# [Records for processing]
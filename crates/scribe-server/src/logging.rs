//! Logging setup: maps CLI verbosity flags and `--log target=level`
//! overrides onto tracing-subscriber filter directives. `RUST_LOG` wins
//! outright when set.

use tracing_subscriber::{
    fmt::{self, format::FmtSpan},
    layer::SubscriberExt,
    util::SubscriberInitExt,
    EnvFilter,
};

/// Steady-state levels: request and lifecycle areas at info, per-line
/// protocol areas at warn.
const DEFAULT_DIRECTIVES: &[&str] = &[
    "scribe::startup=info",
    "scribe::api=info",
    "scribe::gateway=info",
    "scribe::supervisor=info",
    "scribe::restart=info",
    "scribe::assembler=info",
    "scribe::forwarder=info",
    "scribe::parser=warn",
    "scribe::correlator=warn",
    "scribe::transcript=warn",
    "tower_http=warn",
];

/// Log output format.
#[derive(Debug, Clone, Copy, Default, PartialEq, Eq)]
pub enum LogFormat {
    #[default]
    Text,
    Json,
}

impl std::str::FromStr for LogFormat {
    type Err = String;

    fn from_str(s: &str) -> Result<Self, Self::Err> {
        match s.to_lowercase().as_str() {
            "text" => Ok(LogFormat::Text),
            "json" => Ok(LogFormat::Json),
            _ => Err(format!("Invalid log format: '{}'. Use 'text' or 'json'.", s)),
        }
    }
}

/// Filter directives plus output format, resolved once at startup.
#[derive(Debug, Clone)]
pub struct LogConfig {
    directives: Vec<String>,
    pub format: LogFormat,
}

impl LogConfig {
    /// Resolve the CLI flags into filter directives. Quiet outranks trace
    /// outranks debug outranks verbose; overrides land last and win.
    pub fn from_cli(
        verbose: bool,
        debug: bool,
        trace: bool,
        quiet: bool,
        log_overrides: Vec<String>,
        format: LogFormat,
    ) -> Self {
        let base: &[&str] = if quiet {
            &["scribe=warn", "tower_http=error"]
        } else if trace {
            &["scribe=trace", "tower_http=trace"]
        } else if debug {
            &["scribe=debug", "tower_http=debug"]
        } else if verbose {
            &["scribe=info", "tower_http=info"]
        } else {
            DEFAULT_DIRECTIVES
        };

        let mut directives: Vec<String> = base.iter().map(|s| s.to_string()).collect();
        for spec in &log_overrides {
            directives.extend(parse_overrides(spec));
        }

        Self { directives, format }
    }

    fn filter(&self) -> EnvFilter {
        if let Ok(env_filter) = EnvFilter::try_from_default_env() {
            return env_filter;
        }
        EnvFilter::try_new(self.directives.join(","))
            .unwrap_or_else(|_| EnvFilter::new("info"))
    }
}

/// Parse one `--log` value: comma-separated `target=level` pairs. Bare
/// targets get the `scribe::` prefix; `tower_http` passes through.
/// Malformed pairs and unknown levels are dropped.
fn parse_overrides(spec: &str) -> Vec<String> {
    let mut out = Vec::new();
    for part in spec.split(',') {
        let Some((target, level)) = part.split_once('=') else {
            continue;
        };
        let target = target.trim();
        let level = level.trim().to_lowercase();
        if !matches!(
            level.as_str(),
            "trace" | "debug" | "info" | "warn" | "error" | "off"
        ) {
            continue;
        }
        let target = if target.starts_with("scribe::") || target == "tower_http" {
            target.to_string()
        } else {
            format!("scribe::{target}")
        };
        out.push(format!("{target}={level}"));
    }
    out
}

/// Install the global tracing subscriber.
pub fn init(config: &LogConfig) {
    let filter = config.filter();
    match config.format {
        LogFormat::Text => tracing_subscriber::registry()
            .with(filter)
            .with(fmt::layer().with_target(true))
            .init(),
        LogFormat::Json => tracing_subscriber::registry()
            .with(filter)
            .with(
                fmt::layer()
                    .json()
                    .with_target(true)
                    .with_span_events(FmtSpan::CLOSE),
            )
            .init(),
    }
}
...
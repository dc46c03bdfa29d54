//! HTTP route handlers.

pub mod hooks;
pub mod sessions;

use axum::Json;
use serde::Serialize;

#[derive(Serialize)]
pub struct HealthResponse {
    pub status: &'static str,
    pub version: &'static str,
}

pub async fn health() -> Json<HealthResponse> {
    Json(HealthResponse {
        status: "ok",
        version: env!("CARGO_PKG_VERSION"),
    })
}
==
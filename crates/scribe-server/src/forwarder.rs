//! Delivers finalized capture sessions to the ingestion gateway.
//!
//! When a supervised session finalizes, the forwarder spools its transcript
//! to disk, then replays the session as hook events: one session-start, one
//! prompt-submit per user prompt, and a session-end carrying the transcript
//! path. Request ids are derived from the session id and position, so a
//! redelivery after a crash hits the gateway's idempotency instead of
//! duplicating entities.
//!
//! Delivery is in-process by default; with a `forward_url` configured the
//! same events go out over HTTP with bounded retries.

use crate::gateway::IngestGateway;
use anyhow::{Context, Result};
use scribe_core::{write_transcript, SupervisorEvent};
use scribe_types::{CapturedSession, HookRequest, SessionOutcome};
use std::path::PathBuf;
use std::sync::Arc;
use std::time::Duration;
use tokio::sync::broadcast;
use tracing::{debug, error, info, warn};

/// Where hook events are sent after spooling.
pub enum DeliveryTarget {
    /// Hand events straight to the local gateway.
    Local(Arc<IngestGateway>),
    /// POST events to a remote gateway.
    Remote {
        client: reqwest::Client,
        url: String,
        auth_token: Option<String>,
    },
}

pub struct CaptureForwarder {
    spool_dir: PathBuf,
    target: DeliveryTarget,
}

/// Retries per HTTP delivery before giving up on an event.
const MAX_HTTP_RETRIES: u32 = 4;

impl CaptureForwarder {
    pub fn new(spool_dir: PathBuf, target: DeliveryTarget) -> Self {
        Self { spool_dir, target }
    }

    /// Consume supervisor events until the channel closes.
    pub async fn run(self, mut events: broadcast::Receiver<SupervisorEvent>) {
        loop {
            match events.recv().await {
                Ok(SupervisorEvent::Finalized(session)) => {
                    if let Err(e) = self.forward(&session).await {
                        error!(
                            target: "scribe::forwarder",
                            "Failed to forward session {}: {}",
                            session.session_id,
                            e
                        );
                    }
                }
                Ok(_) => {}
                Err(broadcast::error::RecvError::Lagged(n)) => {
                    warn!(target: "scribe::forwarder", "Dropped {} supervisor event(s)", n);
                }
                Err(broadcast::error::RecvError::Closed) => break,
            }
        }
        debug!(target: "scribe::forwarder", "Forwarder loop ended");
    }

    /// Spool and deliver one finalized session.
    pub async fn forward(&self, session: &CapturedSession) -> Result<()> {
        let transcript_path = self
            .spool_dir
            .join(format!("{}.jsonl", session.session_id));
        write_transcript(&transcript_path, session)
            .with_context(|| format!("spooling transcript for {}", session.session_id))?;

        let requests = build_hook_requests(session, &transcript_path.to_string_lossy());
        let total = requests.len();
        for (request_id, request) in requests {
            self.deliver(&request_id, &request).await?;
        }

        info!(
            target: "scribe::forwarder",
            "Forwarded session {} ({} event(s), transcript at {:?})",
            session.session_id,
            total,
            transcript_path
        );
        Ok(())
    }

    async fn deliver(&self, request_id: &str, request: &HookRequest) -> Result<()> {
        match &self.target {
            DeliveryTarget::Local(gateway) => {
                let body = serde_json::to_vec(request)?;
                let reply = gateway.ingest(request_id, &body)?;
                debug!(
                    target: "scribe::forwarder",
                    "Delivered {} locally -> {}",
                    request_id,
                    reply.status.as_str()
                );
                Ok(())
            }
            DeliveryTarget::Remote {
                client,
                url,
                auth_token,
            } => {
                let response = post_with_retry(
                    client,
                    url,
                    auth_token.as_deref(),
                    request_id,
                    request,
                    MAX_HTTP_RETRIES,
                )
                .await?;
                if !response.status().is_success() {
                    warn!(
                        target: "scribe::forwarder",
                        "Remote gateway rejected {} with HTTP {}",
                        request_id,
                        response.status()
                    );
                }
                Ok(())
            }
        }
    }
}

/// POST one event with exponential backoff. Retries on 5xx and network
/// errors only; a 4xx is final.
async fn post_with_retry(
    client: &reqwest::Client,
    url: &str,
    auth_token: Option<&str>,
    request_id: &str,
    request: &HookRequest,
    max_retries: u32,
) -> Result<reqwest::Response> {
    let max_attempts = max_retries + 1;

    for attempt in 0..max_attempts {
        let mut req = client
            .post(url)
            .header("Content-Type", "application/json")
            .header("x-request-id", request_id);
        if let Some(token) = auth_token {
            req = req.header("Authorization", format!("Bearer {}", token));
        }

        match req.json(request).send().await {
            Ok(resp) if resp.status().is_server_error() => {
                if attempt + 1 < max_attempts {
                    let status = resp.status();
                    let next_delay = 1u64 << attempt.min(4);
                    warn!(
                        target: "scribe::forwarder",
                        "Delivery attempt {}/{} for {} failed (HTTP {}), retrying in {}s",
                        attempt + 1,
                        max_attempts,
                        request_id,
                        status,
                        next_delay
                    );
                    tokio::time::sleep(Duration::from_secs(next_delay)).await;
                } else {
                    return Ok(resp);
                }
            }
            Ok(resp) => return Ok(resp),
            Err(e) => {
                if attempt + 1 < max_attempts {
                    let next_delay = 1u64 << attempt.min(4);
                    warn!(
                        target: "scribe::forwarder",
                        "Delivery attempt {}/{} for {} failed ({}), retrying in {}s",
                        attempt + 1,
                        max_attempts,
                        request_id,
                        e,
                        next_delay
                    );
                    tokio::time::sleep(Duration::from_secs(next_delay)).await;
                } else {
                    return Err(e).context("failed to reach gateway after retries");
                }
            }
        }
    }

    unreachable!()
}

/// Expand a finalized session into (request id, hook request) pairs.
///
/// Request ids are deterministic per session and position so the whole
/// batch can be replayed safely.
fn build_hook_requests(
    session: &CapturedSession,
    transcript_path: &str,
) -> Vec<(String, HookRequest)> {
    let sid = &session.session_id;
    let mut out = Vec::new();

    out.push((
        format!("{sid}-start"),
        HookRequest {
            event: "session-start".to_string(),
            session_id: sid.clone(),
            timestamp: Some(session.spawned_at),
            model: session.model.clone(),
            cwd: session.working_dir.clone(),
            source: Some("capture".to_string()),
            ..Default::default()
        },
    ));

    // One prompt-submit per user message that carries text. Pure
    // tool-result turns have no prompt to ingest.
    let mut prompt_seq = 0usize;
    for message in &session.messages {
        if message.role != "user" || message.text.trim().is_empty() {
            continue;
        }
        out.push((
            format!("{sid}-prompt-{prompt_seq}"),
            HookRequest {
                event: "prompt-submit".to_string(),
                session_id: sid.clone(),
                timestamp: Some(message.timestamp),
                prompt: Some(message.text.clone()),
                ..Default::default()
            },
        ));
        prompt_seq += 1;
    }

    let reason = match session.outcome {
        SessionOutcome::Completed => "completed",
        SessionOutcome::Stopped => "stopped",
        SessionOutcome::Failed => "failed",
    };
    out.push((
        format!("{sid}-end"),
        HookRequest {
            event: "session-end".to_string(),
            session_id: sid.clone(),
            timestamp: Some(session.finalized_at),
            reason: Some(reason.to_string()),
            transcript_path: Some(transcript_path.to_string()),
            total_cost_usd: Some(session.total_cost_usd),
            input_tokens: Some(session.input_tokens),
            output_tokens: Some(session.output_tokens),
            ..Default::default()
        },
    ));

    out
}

# [Task requirements]
The string "after" marks the lines to return from the material. Copy each one.

# [Exercise solution]
//! redelivery after a crash hits the gateway's idempotency instead of
/// Where hook events are sent after spooling.
                    return Err(e).context("failed to reach gateway after retries");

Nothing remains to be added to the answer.